- **Exercise directions**: Counting task for the entries below: give the number of lines that contain the word "HashMap", with no other text.

Dataset entries:
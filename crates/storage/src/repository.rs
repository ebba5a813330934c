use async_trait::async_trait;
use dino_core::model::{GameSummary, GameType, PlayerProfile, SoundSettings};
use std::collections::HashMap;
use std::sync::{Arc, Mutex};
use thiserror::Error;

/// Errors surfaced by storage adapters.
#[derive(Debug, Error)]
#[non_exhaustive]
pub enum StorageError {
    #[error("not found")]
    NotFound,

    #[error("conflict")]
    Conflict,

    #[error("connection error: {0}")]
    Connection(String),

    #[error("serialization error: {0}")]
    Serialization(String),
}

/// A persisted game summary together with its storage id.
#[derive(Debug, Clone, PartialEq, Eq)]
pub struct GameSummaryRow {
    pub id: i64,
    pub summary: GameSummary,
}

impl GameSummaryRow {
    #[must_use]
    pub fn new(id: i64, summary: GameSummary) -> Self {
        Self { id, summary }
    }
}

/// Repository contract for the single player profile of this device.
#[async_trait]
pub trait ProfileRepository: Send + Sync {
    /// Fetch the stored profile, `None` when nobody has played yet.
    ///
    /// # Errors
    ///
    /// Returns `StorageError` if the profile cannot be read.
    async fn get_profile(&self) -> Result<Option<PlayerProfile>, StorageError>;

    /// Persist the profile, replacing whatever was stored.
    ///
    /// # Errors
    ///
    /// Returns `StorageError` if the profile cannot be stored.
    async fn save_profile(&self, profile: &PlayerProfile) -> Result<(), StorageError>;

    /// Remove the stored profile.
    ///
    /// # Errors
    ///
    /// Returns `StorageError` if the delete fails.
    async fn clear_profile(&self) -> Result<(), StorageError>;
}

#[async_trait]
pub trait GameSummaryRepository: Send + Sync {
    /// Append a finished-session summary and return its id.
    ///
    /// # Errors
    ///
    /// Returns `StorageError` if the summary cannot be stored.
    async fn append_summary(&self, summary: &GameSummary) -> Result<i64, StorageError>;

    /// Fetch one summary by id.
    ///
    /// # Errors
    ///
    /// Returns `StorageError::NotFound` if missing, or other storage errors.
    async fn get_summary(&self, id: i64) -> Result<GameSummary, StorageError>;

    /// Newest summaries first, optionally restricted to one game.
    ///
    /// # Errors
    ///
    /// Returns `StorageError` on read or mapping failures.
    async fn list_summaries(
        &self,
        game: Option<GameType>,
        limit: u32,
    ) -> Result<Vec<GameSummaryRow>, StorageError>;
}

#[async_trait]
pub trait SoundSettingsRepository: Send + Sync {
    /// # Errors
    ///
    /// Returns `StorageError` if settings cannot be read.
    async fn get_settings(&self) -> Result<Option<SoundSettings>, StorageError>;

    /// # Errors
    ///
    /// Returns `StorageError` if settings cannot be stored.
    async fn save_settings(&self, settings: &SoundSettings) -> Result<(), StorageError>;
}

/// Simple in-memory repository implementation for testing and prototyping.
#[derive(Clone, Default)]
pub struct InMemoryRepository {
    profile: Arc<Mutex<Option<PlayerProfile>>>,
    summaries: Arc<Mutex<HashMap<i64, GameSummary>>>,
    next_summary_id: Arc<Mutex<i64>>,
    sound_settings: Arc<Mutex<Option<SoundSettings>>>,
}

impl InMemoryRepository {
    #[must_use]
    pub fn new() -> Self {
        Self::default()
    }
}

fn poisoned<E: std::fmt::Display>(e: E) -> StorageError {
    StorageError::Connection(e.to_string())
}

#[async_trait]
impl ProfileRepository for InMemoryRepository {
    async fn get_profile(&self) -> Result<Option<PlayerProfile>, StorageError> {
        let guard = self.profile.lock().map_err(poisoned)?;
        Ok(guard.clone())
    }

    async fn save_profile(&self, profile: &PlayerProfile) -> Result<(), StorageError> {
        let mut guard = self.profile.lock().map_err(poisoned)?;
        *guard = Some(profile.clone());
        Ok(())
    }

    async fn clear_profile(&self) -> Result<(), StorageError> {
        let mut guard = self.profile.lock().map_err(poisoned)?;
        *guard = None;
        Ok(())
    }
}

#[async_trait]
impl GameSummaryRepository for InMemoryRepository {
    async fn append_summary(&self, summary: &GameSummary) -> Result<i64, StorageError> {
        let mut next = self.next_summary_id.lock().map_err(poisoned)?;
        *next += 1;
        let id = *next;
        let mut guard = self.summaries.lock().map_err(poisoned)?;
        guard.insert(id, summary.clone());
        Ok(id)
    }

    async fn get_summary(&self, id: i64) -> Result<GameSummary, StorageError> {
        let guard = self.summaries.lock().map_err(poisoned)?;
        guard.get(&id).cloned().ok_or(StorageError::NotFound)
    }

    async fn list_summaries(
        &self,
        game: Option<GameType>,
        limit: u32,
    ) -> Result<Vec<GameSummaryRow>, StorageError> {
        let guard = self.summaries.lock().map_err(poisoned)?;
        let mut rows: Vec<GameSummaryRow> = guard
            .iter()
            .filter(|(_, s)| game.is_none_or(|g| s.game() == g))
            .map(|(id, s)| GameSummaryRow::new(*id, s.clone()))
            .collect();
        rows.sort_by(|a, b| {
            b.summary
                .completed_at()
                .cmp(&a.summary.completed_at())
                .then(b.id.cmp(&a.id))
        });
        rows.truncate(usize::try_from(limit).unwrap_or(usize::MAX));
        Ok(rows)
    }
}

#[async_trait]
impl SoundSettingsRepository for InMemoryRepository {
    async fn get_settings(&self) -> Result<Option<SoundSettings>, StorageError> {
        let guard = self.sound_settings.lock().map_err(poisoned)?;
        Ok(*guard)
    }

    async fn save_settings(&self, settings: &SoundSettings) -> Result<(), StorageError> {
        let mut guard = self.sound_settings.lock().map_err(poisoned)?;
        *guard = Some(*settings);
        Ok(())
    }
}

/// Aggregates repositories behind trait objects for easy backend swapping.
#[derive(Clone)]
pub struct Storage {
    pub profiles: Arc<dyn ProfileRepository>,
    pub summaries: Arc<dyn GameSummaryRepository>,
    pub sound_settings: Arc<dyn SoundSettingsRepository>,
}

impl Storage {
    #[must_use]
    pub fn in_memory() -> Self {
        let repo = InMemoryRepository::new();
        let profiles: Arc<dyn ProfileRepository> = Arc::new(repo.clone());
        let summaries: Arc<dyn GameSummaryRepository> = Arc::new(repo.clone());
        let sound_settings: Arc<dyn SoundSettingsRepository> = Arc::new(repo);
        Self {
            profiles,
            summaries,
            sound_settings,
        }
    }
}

* * *

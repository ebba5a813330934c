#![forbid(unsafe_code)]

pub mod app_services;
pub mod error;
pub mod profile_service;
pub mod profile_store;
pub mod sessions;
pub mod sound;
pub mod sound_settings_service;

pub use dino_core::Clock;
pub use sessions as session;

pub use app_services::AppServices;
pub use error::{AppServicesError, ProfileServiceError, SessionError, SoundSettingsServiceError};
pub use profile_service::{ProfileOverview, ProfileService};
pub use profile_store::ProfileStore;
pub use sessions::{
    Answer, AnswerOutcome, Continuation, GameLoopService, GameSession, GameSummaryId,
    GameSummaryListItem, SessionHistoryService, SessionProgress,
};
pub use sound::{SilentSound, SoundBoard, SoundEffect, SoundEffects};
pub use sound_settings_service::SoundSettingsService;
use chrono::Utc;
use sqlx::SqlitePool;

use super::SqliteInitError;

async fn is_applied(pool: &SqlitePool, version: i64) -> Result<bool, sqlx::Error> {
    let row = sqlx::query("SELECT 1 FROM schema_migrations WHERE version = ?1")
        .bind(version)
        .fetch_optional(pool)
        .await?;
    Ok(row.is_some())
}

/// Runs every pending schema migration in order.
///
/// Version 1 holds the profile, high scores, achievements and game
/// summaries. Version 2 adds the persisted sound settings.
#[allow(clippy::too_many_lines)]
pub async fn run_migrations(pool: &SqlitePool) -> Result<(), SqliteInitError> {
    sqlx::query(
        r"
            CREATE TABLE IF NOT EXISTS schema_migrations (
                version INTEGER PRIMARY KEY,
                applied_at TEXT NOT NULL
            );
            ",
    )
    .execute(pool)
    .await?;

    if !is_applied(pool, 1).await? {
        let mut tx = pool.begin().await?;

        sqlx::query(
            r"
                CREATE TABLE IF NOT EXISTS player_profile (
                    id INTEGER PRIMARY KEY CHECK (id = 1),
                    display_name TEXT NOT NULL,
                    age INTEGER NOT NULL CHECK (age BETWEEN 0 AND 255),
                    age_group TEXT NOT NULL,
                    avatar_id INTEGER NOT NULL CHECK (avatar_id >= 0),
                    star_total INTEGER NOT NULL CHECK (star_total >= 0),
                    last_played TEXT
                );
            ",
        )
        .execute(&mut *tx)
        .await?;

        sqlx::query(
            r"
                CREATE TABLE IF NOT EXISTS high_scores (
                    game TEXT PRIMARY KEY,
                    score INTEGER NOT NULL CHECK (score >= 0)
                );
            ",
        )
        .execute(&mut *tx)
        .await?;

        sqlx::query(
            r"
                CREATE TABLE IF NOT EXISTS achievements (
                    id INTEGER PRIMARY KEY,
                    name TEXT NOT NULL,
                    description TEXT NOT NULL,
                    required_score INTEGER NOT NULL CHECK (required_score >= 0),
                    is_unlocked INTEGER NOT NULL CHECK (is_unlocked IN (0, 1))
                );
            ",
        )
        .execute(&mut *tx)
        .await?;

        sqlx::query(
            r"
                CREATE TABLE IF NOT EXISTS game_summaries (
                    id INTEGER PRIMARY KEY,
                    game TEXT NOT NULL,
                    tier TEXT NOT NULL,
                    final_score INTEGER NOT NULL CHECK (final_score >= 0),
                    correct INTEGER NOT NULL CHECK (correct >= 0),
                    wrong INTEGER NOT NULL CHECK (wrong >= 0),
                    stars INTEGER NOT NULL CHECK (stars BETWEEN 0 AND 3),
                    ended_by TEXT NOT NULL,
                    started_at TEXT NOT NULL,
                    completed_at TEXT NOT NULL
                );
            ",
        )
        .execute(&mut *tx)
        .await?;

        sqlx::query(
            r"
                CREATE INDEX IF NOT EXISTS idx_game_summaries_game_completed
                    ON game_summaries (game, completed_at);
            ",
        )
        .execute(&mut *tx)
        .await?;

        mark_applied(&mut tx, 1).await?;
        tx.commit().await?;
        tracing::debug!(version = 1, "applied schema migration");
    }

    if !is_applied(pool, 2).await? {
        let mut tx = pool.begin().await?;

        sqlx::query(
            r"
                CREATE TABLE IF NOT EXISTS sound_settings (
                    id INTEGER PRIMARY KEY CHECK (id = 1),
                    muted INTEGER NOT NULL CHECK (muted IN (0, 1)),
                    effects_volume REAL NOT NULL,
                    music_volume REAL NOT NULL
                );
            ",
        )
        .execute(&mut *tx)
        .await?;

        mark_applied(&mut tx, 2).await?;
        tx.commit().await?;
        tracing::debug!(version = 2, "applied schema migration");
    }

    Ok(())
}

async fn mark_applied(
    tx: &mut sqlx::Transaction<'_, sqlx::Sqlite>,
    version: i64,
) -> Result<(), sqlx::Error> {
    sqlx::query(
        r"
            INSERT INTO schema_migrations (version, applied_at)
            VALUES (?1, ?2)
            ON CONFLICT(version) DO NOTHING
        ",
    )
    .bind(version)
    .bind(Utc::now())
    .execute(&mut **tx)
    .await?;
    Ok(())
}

- **Answer to this exercise**: 2